Two pressing issues face the Nuclear Suppliers Group (NSG) when it holds its annual plenary meeting later this month in Prague: India’s potential membership and China’s disregard of existing nuclear export guidelines.
These will have significant implications for the group’s credibility, writes Daniel Painter inThe Diplomat. Painter, who very recently finished a stint as a research assistant in the IISS Non-proliferation and Disarmament programme, believes that how these matters are addressed will be a key barometer of the NSG’s ability to support non-proliferation norms.
The NSG was established in 1975 by seven nuclear supplier states to address nuclear commerce, intended to supplement the Non-Proliferation Treaty (NPT). Its goal was to prevent the proliferation of nuclear technology, and it has since grown to include 47 participating governments.
India is not a signatory to the NPT. In fact, by conducting a ‘peaceful nuclear test’ in 1970, two years after the NPT came into force, India’s actions made it clear that some form of nuclear export control was necessary. But India, long a ‘nuclear outlier’ has now expressed an interest in joining the NSG, and there seems to be international support gathering for this.

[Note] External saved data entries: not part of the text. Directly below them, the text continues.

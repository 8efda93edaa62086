//! SQLite user repository implementation.

use chrono::{DateTime, Utc};
use parley_core::identity::repository::UserRepository;
use parley_types::error::RepositoryError;
use parley_types::identity::{User, UserId};
use sqlx::Row;

use super::pool::DatabasePool;
use super::{format_datetime, parse_datetime};

/// SQLite-backed implementation of `UserRepository`.
pub struct SqliteUserRepository {
    pool: DatabasePool,
}

impl SqliteUserRepository {
    /// Create a new repository backed by the given database pool.
    pub fn new(pool: DatabasePool) -> Self {
        Self { pool }
    }
}

struct UserRow {
    id: String,
    username: String,
    password_hash: String,
    created_at: String,
    last_login: String,
}

impl UserRow {
    fn from_row(row: &sqlx::sqlite::SqliteRow) -> Result<Self, sqlx::Error> {
        Ok(Self {
            id: row.try_get("id")?,
            username: row.try_get("username")?,
            password_hash: row.try_get("password_hash")?,
            created_at: row.try_get("created_at")?,
            last_login: row.try_get("last_login")?,
        })
    }

    fn into_user(self) -> Result<User, RepositoryError> {
        let id = self
            .id
            .parse::<UserId>()
            .map_err(|e| RepositoryError::Query(format!("invalid user id: {e}")))?;

        Ok(User {
            id,
            username: self.username,
            password_hash: self.password_hash,
            created_at: parse_datetime(&self.created_at)?,
            last_login: parse_datetime(&self.last_login)?,
        })
    }
}

impl UserRepository for SqliteUserRepository {
    async fn create_user(&self, user: &User) -> Result<User, RepositoryError> {
        let result = sqlx::query(
            "INSERT INTO users (id, username, password_hash, created_at, last_login)
             VALUES (?, ?, ?, ?, ?)",
        )
        .bind(user.id.to_string())
        .bind(&user.username)
        .bind(&user.password_hash)
        .bind(format_datetime(&user.created_at))
        .bind(format_datetime(&user.last_login))
        .execute(&self.pool.writer)
        .await;

        match result {
            Ok(_) => Ok(user.clone()),
            Err(sqlx::Error::Database(db_err)) if db_err.message().contains("UNIQUE") => Err(
                RepositoryError::Conflict(format!("username '{}' already exists", user.username)),
            ),
            Err(e) => Err(RepositoryError::Query(e.to_string())),
        }
    }

    async fn find_by_username(&self, username: &str) -> Result<Option<User>, RepositoryError> {
        let row = sqlx::query("SELECT * FROM users WHERE username = ?")
            .bind(username)
            .fetch_optional(&self.pool.reader)
            .await
            .map_err(|e| RepositoryError::Query(e.to_string()))?;

        match row {
            Some(row) => {
                let user_row =
                    UserRow::from_row(&row).map_err(|e| RepositoryError::Query(e.to_string()))?;
                Ok(Some(user_row.into_user()?))
            }
            None => Ok(None),
        }
    }

    async fn update_last_login(
        &self,
        user_id: &UserId,
        at: DateTime<Utc>,
    ) -> Result<(), RepositoryError> {
        let result = sqlx::query("UPDATE users SET last_login = ? WHERE id = ?")
            .bind(format_datetime(&at))
            .bind(user_id.to_string())
            .execute(&self.pool.writer)
            .await
            .map_err(|e| RepositoryError::Query(e.to_string()))?;

        if result.rows_affected() == 0 {
            return Err(RepositoryError::NotFound);
        }

        Ok(())
    }
}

However, its membership could dilute the norms of NPT, and above all, ‘would further solidify the perception of India as an accepted non-NPT nuclear-weapon state’, writes Painter. ‘This is a dangerous precedent to establish given the current situations with North Korea and Iran, as well as its impact on the future calculus of other states.’
China is also a source of concern – particularly its recent agreement to sell a new 1,000-megawatt nuclear reactor to Pakistan, which violates the guidelines of the NSG and makes them appear open to individual states’ interpretations. Governments in the NSG have been unable to agree on how to deal with these concerns, but it is crucial that they are addressed, argues Painter.
‘Granting Indian membership and continuing to ignore Chinese export violations will further legitimize opportunistic and strategic export arrangements to the detriment of nonproliferation norms,’ he writes. ‘How the group resolves these issues will inevitably shape its future identity.’